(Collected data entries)

========

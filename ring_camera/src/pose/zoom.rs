/// Zoom-on-motion - pushes the camera out as the subject speeds up.
///
/// Speed maps onto an extra-distance ratio through a clamped linear ramp:
/// `start_distance_ratio` at or below `start_speed`, `cap_distance_ratio` at
/// or above `cap_speed`.

use glam::Vec3;
use crate::math::{clamp01, lerp};

#[derive(Debug, Clone, Copy, PartialEq)]
pub struct ZoomConfig {
    pub enabled: bool,
    pub start_speed: f32,
    pub cap_speed: f32,
    pub start_distance_ratio: f32,
    pub cap_distance_ratio: f32,
}

impl Default for ZoomConfig {
    fn default() -> Self {
        Self {
            enabled: true,
            start_speed: 10.0,
            cap_speed: 15.0,
            start_distance_ratio: 0.1,
            cap_distance_ratio: 0.3,
        }
    }
}

impl ZoomConfig {
    /// Zoom switched off
    pub fn disabled() -> Self {
        Self { enabled: false, ..Self::default() }
    }

    /// Position of `speed` on the ramp, in [0, 1]
    pub fn speed_ratio(&self, speed: f32) -> f32 {
        let span = self.cap_speed - self.start_speed;
        if span > 0.0 {
            clamp01((speed - self.start_speed) / span)
        } else if speed >= self.cap_speed {
            // Zero-width ramp: a step at cap_speed
            1.0
        } else {
            0.0
        }
    }

    /// Extra distance as a fraction of the ring distance
    pub fn extra_distance_ratio(&self, speed: f32) -> f32 {
        lerp(self.start_distance_ratio, self.cap_distance_ratio, self.speed_ratio(speed))
    }

    /// `distance * (1 + extra)` when enabled and a velocity is available
    pub fn apply(&self, distance: f32, velocity: Option<Vec3>) -> f32 {
        match velocity {
            Some(velocity) if self.enabled => {
                distance * (1.0 + self.extra_distance_ratio(velocity.length()))
            }
            _ => distance,
        }
    }
}

#[cfg(test)]
#[path = "zoom_tests.rs"]
mod tests;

========

## TASK PROMPT
A line belongs in the answer if it contains the word "enabled"; copy every such line from the data above.

## SOLUTION
    pub enabled: bool,
            enabled: true,
        Self { enabled: false, ..Self::default() }
    /// `distance * (1 + extra)` when enabled and a velocity is available
            Some(velocity) if self.enabled => {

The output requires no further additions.